I wanted the player to experience what it would be like if they saw an apartment complex constructed by people who love tight spaces for the same type of people. In a level that I have yet to name, I wanted to make a couple hotels or structures that had patios upon which people could be partying.
I needed alot of patios because that made the level difficult, weaving between the patios of two parallel buildings. Then, I got bored of having the same kinds of patios everywhere, and I stopped the buildings and started an urban area with lots of smaller buildings scattered around. Such horrible city design, but so much fun to play!
Ryan C: When designing levels I usually try to come up with a name for it first. That way I can figure out a common theme for the level and design based on an overarching idea rather than just simply throwing things together and seeing what comes out. Inspiration for my levels usually comes from all different aspects of my life. Anyone who knows me knows that I love classic rock, especially bands that emphasize the guitar. As a guitarist I naturally gravitate towards bands like Led Zeppelin and AC/DC. The level Stairway to Hell is of course a combination of the two hits Stairway to Heaven and Highway to Hell. From there it was simply a matter of arranging the colors of the level to gradually go from cool blue to a sizzling red, following the spiraling staircase into oblivion.
The Web is based on a more functional purpose. Provided that in the far future of 2011 people have not figured out how to sprout wings and fly, the masses are going to need ways to get around miles above the earth, and BASE jumping from building to building just doesn’t have the greatest mortality rate. So, they build walkways, and lots of them. When viewed from above, these complexes resemble a spider’s web and often jumpers end up strewn across its less than forgiving strands.
Ryan C: My favorite level would have to be Antennaville (We were hoping Ryan would tell us about one of his levels, but alas, badly worded question on our part). First of all, I enjoy any game that involves exploration and the starting point of this level allows for exactly that. Letting the player run around the top of the level gives the player a broader range of lines to explore while falling through the level itself.

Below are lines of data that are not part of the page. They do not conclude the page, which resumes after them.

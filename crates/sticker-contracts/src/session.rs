use std::fmt;
use std::path::{Path, PathBuf};

use serde::Serialize;

use crate::selection::{RectangleOrientation, Selection, StickerMaterial, StickerShape};

/// Message shown for every failed generation, whatever the cause.
pub const GENERATION_FAILED_MESSAGE: &str =
    "Failed to generate the sticker preview. Please try again.";

/// An image picked by the user. The path doubles as the local preview
/// reference; the bytes are read when a submit starts.
#[derive(Debug, Clone, PartialEq, Eq, Serialize)]
pub struct UploadedImage {
    pub path: PathBuf,
    pub file_name: String,
}

impl UploadedImage {
    pub fn new(path: impl Into<PathBuf>) -> Self {
        let path = path.into();
        let file_name = path
            .file_name()
            .and_then(|value| value.to_str())
            .unwrap_or("image")
            .to_string();
        Self { path, file_name }
    }

    pub fn preview_ref(&self) -> &Path {
        &self.path
    }
}

#[derive(Debug, Clone, PartialEq, Eq, Default)]
pub enum PreviewStatus {
    #[default]
    Idle,
    Loading,
    Success { data_url: String },
    Error { message: String },
}

impl PreviewStatus {
    pub fn name(&self) -> &'static str {
        match self {
            Self::Idle => "idle",
            Self::Loading => "loading",
            Self::Success { .. } => "success",
            Self::Error { .. } => "error",
        }
    }

    pub fn is_loading(&self) -> bool {
        matches!(self, Self::Loading)
    }

    pub fn data_url(&self) -> Option<&str> {
        match self {
            Self::Success { data_url } => Some(data_url.as_str()),
            _ => None,
        }
    }

    pub fn error_message(&self) -> Option<&str> {
        match self {
            Self::Error { message } => Some(message.as_str()),
            _ => None,
        }
    }
}

#[derive(Debug, Clone, Copy, PartialEq, Eq)]
pub enum SubmitBlocked {
    NoImage,
    InFlight,
}

impl fmt::Display for SubmitBlocked {
    fn fmt(&self, f: &mut fmt::Formatter<'_>) -> fmt::Result {
        match self {
            Self::NoImage => f.write_str("upload an image first (/upload <path>)"),
            Self::InFlight => f.write_str("a preview is already being generated"),
        }
    }
}

impl std::error::Error for SubmitBlocked {}

/// Snapshot taken when a submit starts; later edits to the form do not
/// affect the request already running.
#[derive(Debug, Clone, PartialEq, Eq)]
pub struct Submission {
    pub image: UploadedImage,
    pub selection: Selection,
}

/// Form state plus the idle/loading/success/error status machine.
#[derive(Debug, Clone, Default)]
pub struct PreviewSession {
    selection: Selection,
    image: Option<UploadedImage>,
    status: PreviewStatus,
}

impl PreviewSession {
    pub fn new() -> Self {
        Self::default()
    }

    pub fn selection(&self) -> Selection {
        self.selection
    }

    pub fn image(&self) -> Option<&UploadedImage> {
        self.image.as_ref()
    }

    pub fn status(&self) -> &PreviewStatus {
        &self.status
    }

    pub fn set_shape(&mut self, shape: StickerShape) {
        self.selection.shape = shape;
    }

    pub fn set_material(&mut self, material: StickerMaterial) {
        self.selection.material = material;
    }

    pub fn set_orientation(&mut self, orientation: RectangleOrientation) {
        self.selection.orientation = orientation;
    }

    /// The orientation control is only offered for rectangles.
    pub fn orientation_visible(&self) -> bool {
        self.selection.uses_orientation()
    }

    /// Replaces the image and clears any displayed result. Selections stay.
    pub fn upload(&mut self, image: UploadedImage) {
        self.image = Some(image);
        if !self.status.is_loading() {
            self.status = PreviewStatus::Idle;
        }
    }

    pub fn can_submit(&self) -> bool {
        self.image.is_some() && !self.status.is_loading()
    }

    pub fn begin_submit(&mut self) -> Result<Submission, SubmitBlocked> {
        if self.status.is_loading() {
            return Err(SubmitBlocked::InFlight);
        }
        let Some(image) = self.image.clone() else {
            return Err(SubmitBlocked::NoImage);
        };
        self.status = PreviewStatus::Loading;
        Ok(Submission {
            image,
            selection: self.selection,
        })
    }

    pub fn complete_success(&mut self, b64: &str, mime: &str) {
        self.status = PreviewStatus::Success {
            data_url: format!("data:{mime};base64,{b64}"),
        };
    }

    pub fn complete_failure(&mut self) {
        self.status = PreviewStatus::Error {
            message: GENERATION_FAILED_MESSAGE.to_string(),
        };
    }
}

#[cfg(test)]
mod tests {
    use super::*;

    fn session_with_image() -> PreviewSession {
        let mut session = PreviewSession::new();
        session.upload(UploadedImage::new("/tmp/logo.png"));
        session
    }

    #[test]
    fn starts_idle_with_default_selection() {
        let session = PreviewSession::new();
        assert_eq!(session.status(), &PreviewStatus::Idle);
        assert_eq!(session.selection(), Selection::default());
        assert!(session.image().is_none());
    }

    #[test]
    fn submit_without_image_is_refused() {
        let mut session = PreviewSession::new();
        assert!(!session.can_submit());
        assert_eq!(session.begin_submit(), Err(SubmitBlocked::NoImage));
        assert_eq!(session.status(), &PreviewStatus::Idle);
    }

    #[test]
    fn submit_moves_to_loading_and_snapshots_form() {
        let mut session = session_with_image();
        session.set_shape(StickerShape::Rectangle);
        session.set_orientation(RectangleOrientation::Portrait);

        let submission = session.begin_submit().expect("submit");
        assert!(session.status().is_loading());
        assert!(!session.can_submit());
        assert_eq!(submission.image.file_name, "logo.png");
        assert_eq!(submission.selection.shape, StickerShape::Rectangle);

        session.set_shape(StickerShape::Round);
        assert_eq!(submission.selection.shape, StickerShape::Rectangle);
    }

    #[test]
    fn second_submit_while_loading_is_refused() {
        let mut session = session_with_image();
        session.begin_submit().expect("first submit");
        assert_eq!(session.begin_submit(), Err(SubmitBlocked::InFlight));
    }

    #[test]
    fn success_holds_displayable_data_url() {
        let mut session = session_with_image();
        session.begin_submit().expect("submit");
        session.complete_success("aGVsbG8=", "image/png");
        assert_eq!(
            session.status().data_url(),
            Some("data:image/png;base64,aGVsbG8=")
        );
        assert!(!session.status().is_loading());
    }

    #[test]
    fn failure_shows_generic_message_and_clears_loading() {
        let mut session = session_with_image();
        session.begin_submit().expect("submit");
        session.complete_failure();
        assert_eq!(session.status().name(), "error");
        assert_eq!(
            session.status().error_message(),
            Some(GENERATION_FAILED_MESSAGE)
        );
        assert!(session.can_submit());
    }

    #[test]
    fn resubmit_clears_previous_result() {
        let mut session = session_with_image();
        session.begin_submit().expect("submit");
        session.complete_failure();
        session.begin_submit().expect("resubmit");
        assert_eq!(session.status(), &PreviewStatus::Loading);
    }

    #[test]
    fn reupload_clears_result_but_keeps_selection() {
        let mut session = session_with_image();
        session.set_material(StickerMaterial::Domed);
        session.begin_submit().expect("submit");
        session.complete_success("AAAA", "image/png");

        session.upload(UploadedImage::new("/tmp/other.jpg"));
        assert_eq!(session.status(), &PreviewStatus::Idle);
        assert_eq!(session.selection().material, StickerMaterial::Domed);
        assert_eq!(
            session.image().map(|image| image.file_name.as_str()),
            Some("other.jpg")
        );
    }

    #[test]
    fn orientation_control_only_for_rectangles() {
        let mut session = PreviewSession::new();
        assert!(!session.orientation_visible());
        session.set_shape(StickerShape::Rectangle);
        assert!(session.orientation_visible());
    }
}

The use of red data clouds obscures the view of the player and makes the level seem sectioned off. The clouds provide an aesthetically appealing transition from an expansive area to a more confined section.
The lower part of the level is much more restrictive than the more open upper sections. The level forms a sort of funnel through which the player navigates his or her own path, giving freedom and maneuverability yet still guiding the player to the landing zone.
The landing zone itself is more visually appealing not only because of the bonus rings, but also due to the varied elevation and setting of the landing zone. By placing the smaller pad on a building, it becomes a part of the level itself rather than simply an ending like in many other levels.
Tamlyn M: One level that I really liked was Antennaville. I think if there were cars coming in as you were skimming the side of the building, it'd add more obstacles and spice it up.
Ryan C: The level Passing Cars would be so awesome if only we added…more cars! Last time I checked, city streets were still packed with end to end cars on just about every main road, or maybe that was just that game of Frogger I played last night. Anyways, Aaaaa!!! is about fast action and death defying stunts, not avoiding a few old compacts that you could probably crush between two fingers.
Let’s see some high traffic motorways and some big rigs that wouldn’t even mind the occasional jumper splatting against its side. I mean, with this influx of death defying maniacs hurtling to their doom, I would assume that the cars of this not so distant future would have some kind of protection. I want to see a highway of vehicles that would make even Frogger proud.